Shortly after giving birth to my first child I called my mom. “Thank you for loving me so much,” I said. I had always known that my mom loved me, but until I had my own child I could not understand the depths of her love. I believe the same will be true for my own children. They know I love them, but they won’t begin to grasp the intensity of my love unless they have children of their own.
I have never left that I’ve had to prove to my mom that I love her. And I pray that my children never feel this either. However, I also know that there are many unhealthy family situations in which love must be earned and it must be proved through blood, sweat, and tears. And sadly many of us bring these unhealthy practices of proving love into our relationship with our heavenly Father.
The Gospel tells us that “God demonstrated His own love toward us, in that while we were still sinners, Christ died for us” (Romans 5:8). God’s display of love for us should lead to a natural flowing of love from us in return. This love from us should be Spirit-led, and just like the other fruits of the Spirit, it takes time to cultivate through spiritual disciplines.¹ That said, we can be tempted to force an unnatural growth of love. We bring our blood, sweat, and tears and attempt to prove that we love Jesus. We try to prove it to ourselves, to others, and to God.
Proving this can manifest in different ways. Attempting to prove we love Jesus can look like over-exertion of service at home, in the church, and at the workplace. When our attempts fail it can lead to shame and self-condemnation, punishing ourselves for sins already paid for at Calvary. On the other hand, it can lead to arrogance and a refusal to confess and repent of sin, because we don’t want anyone else to see that we don’t love Jesus as much as we think we should.

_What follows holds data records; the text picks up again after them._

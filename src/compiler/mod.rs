pub mod core;
pub mod loader;
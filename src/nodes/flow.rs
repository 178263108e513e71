use serde_json::Value;
use anyhow::{Result, anyhow};
use evalexpr::{build_operator_tree, DefaultNumericTypes, Node as EvalNode};
use tracing::warn;
use crate::nodes::required_str;
use crate::runtime::context::Context;
use crate::runtime::node::{Action, ActionDefinition, WAIT_NEXT_TICK};

fn compile(params: &Value) -> Result<(String, EvalNode<DefaultNumericTypes>)> {
    let raw = required_str(params, "condition")?.replace("${", "").replace('}', "");
    let compiled = build_operator_tree::<DefaultNumericTypes>(&raw)?;
    Ok((raw, compiled))
}

fn evaluate(ctx: &Context<'_>, raw: &str, condition: &EvalNode<DefaultNumericTypes>) -> bool {
    match ctx.variables.evaluate(condition) {
        Ok(b) => b,
        Err(e) => {
            warn!(graph = ctx.graph_id, index = ctx.node_index, condition = raw, error = %e, "Condition failed to evaluate, treated as false");
            false
        }
    }
}

// --- CHECK ---

/// Two-way branch on a variable expression. Socket 0 is taken when it holds.
#[derive(Debug, Clone)]
pub struct CheckAction {
    raw: String,
    condition: EvalNode<DefaultNumericTypes>,
}

pub struct CheckDefinition;

impl ActionDefinition for CheckDefinition {
    fn name(&self) -> &str { "check" }
    fn validate(&self, params: &Value) -> Result<()> {
        compile(params).map(|_| ())
    }
    fn prepare(&self, params: Value) -> Result<Box<dyn Action>> {
        let (raw, condition) = compile(&params)?;
        Ok(Box::new(CheckAction { raw, condition }))
    }
}

impl Action for CheckAction {
    fn num_sockets(&self) -> usize {
        2
    }

    fn run(&mut self, _ctx: &mut Context<'_>) -> f32 {
        0.0
    }

    fn next_output_index(&mut self, ctx: &Context<'_>) -> i32 {
        if evaluate(ctx, &self.raw, &self.condition) { 0 } else { 1 }
    }
}

// --- WAIT UNTIL ---

/// Polls every tick until the expression holds. A skip passes straight through.
#[derive(Debug, Clone)]
pub struct WaitUntilAction {
    raw: String,
    condition: EvalNode<DefaultNumericTypes>,
}

pub struct WaitUntilDefinition;

impl ActionDefinition for WaitUntilDefinition {
    fn name(&self) -> &str { "wait_until" }
    fn validate(&self, params: &Value) -> Result<()> {
        compile(params).map(|_| ())
    }
    fn prepare(&self, params: Value) -> Result<Box<dyn Action>> {
        let (raw, condition) = compile(&params)?;
        Ok(Box::new(WaitUntilAction { raw, condition }))
    }
}

impl Action for WaitUntilAction {
    fn run(&mut self, ctx: &mut Context<'_>) -> f32 {
        if evaluate(ctx, &self.raw, &self.condition) {
            ctx.set_running(false);
            return 0.0;
        }
        ctx.set_running(true);
        WAIT_NEXT_TICK
    }

    fn skip(&mut self, _ctx: &mut Context<'_>) {}
}

// --- CYCLE ---

/// Takes its outputs in turn, one per visit.
#[derive(Debug, Clone)]
pub struct CycleAction {
    outputs: usize,
    hold_last: bool,
    visits: usize,
}

pub struct CycleDefinition;

impl ActionDefinition for CycleDefinition {
    fn name(&self) -> &str { "cycle" }
    fn validate(&self, params: &Value) -> Result<()> {
        match params.get("outputs").and_then(Value::as_u64) {
            Some(0) => Err(anyhow!("outputs must be at least 1")),
            _ => Ok(()),
        }
    }
    fn prepare(&self, params: Value) -> Result<Box<dyn Action>> {
        self.validate(&params)?;
        let outputs = params.get("outputs").and_then(Value::as_u64).unwrap_or(2) as usize;
        let hold_last = params.get("hold_last").and_then(Value::as_bool).unwrap_or(false);
        Ok(Box::new(CycleAction::new(outputs, hold_last)))
    }
}

impl CycleAction {
    pub fn new(outputs: usize, hold_last: bool) -> Self {
        Self { outputs: outputs.max(1), hold_last, visits: 0 }
    }

    fn advance(&mut self) -> usize {
        let index = if self.hold_last {
            self.visits.min(self.outputs - 1)
        } else {
            self.visits % self.outputs
        };
        self.visits += 1;
        index
    }
}

impl Action for CycleAction {
    fn num_sockets(&self) -> usize {
        self.outputs
    }

    fn run(&mut self, _ctx: &mut Context<'_>) -> f32 {
        0.0
    }

    fn next_output_index(&mut self, _ctx: &Context<'_>) -> i32 {
        self.advance() as i32
    }
}

// --- PARALLEL ---

/// Starts every output branch at once.
#[derive(Debug, Clone)]
pub struct ParallelAction {
    outputs: usize,
}

pub struct ParallelDefinition;

impl ActionDefinition for ParallelDefinition {
    fn name(&self) -> &str { "parallel" }
    fn prepare(&self, params: Value) -> Result<Box<dyn Action>> {
        let outputs = params.get("outputs").and_then(Value::as_u64).unwrap_or(2) as usize;
        Ok(Box::new(ParallelAction { outputs }))
    }
}

impl Action for ParallelAction {
    fn num_sockets(&self) -> usize {
        self.outputs
    }

    fn run_all_outputs(&self) -> bool {
        true
    }

    fn run(&mut self, _ctx: &mut Context<'_>) -> f32 {
        0.0
    }
}

// --- RUN GRAPH ---

/// Starts another graph, optionally holding until it is no longer running.
#[derive(Debug, Clone)]
pub struct RunGraphAction {
    graph: String,
    start_index: usize,
    wait_until_finish: bool,
}

pub struct RunGraphDefinition;

impl ActionDefinition for RunGraphDefinition {
    fn name(&self) -> &str { "run_graph" }
    fn validate(&self, params: &Value) -> Result<()> {
        required_str(params, "graph").map(|_| ())
    }
    fn prepare(&self, params: Value) -> Result<Box<dyn Action>> {
        Ok(Box::new(RunGraphAction {
            graph: required_str(&params, "graph")?.to_string(),
            start_index: params.get("start_index").and_then(Value::as_u64).unwrap_or(0) as usize,
            wait_until_finish: params.get("wait").and_then(Value::as_bool).unwrap_or(false),
        }))
    }
}

impl Action for RunGraphAction {
    fn run(&mut self, ctx: &mut Context<'_>) -> f32 {
        if !ctx.is_running() {
            let graph = self.graph.clone();
            ctx.syscall().start(graph, self.start_index, true, false);
            if self.wait_until_finish {
                ctx.set_running(true);
                return WAIT_NEXT_TICK;
            }
            return 0.0;
        }
        if ctx.is_graph_running(&self.graph) {
            return WAIT_NEXT_TICK;
        }
        ctx.set_running(false);
        0.0
    }

    fn skip(&mut self, ctx: &mut Context<'_>) {
        let graph = self.graph.clone();
        ctx.syscall().start(graph, self.start_index, true, true);
    }
}

// --- CONTROL GRAPH ---

#[derive(Debug, Clone, Copy, PartialEq, Eq)]
enum GraphCommand {
    Kill,
    Pause,
    Resume { rerun: bool },
    Skip,
}

/// Kills, pauses, resumes or skips another graph.
#[derive(Debug, Clone)]
pub struct ControlGraphAction {
    graph: String,
    command: GraphCommand,
}

pub struct ControlGraphDefinition;

impl ActionDefinition for ControlGraphDefinition {
    fn name(&self) -> &str { "control_graph" }
    fn validate(&self, params: &Value) -> Result<()> {
        self.prepare(params.clone()).map(|_| ())
    }
    fn prepare(&self, params: Value) -> Result<Box<dyn Action>> {
        let graph = required_str(&params, "graph")?.to_string();
        let command = match required_str(&params, "command")? {
            "kill" => GraphCommand::Kill,
            "pause" => GraphCommand::Pause,
            "resume" => GraphCommand::Resume {
                rerun: params.get("rerun").and_then(Value::as_bool).unwrap_or(true),
            },
            "skip" => GraphCommand::Skip,
            other => return Err(anyhow!("Unknown graph command: {}", other)),
        };
        Ok(Box::new(ControlGraphAction { graph, command }))
    }
}

impl Action for ControlGraphAction {
    fn run(&mut self, ctx: &mut Context<'_>) -> f32 {
        let graph = self.graph.clone();
        match self.command {
            GraphCommand::Kill => ctx.syscall().kill(graph),
            GraphCommand::Pause => ctx.syscall().pause(graph),
            GraphCommand::Resume { rerun } => ctx.syscall().resume(graph, rerun),
            GraphCommand::Skip => ctx.syscall().skip(graph),
        }
        0.0
    }
}

#[cfg(test)]
mod tests {
    use super::*;

    #[test]
    fn cycle_wraps_or_holds() {
        let mut wrap = CycleAction::new(2, false);
        let mut hold = CycleAction::new(2, true);
        let wraps: Vec<usize> = (0..4).map(|_| wrap.advance()).collect();
        let holds: Vec<usize> = (0..4).map(|_| hold.advance()).collect();
        assert_eq!(wraps, vec![0, 1, 0, 1]);
        assert_eq!(holds, vec![0, 1, 1, 1]);
    }

    #[test]
    fn control_graph_rejects_unknown_commands() {
        let params = serde_json::json!({ "graph": "intro", "command": "explode" });
        assert!(ControlGraphDefinition.validate(&params).is_err());
        let params = serde_json::json!({ "graph": "intro", "command": "resume" });
        assert!(ControlGraphDefinition.validate(&params).is_ok());
    }

    #[test]
    fn check_requires_a_parsable_condition() {
        assert!(CheckDefinition.validate(&serde_json::json!({ "condition": "(gold > 3" })).is_err());
        assert!(CheckDefinition.validate(&serde_json::json!({ "condition": "${gold} > 3" })).is_ok());
    }
}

Our attempts to prove to God that we love Him are a form of attempting to earn His grace. Grace, by definition, can’t be earned because it is a free gift, a gift of God’s love and salvation. Attempting to prove our love is us behaving more like the “good” son who stayed with his father than like the prodigal son in Luke 15. It’s us failing to understand we love simply because He loved us first, not the other way around.
I’m not writing all of this to give us a pass on serving others or following Jesus. I’m writing to remind us that what began in the Spirit can not be completed by the flesh (Galatians 3:3). Our love for Jesus is a fruit of the Spirit (Galatians 5:22), not a fruit of ourselves. Let’s leep our eyes fixed on Him, what He has already done for us, and how He continues to shepherd us, and our love for Him will naturally grow. It won’t need to be forced.
Whenever I tell one of my teenagers that I love him, he responds with “I love you more.” I laugh and think of the phone call I made to my mom not too long ago. My son loves me, and even though I’m convinced that he doesn’t love me more than I love him, I am still happy to receive his love. Likewise, our heavenly Father is delighted to receive our love, no matter how small or large it may seem to us. So, as we move forward let’s remove our focus from our own ability to love and fix our gaze on the Father’s love alone.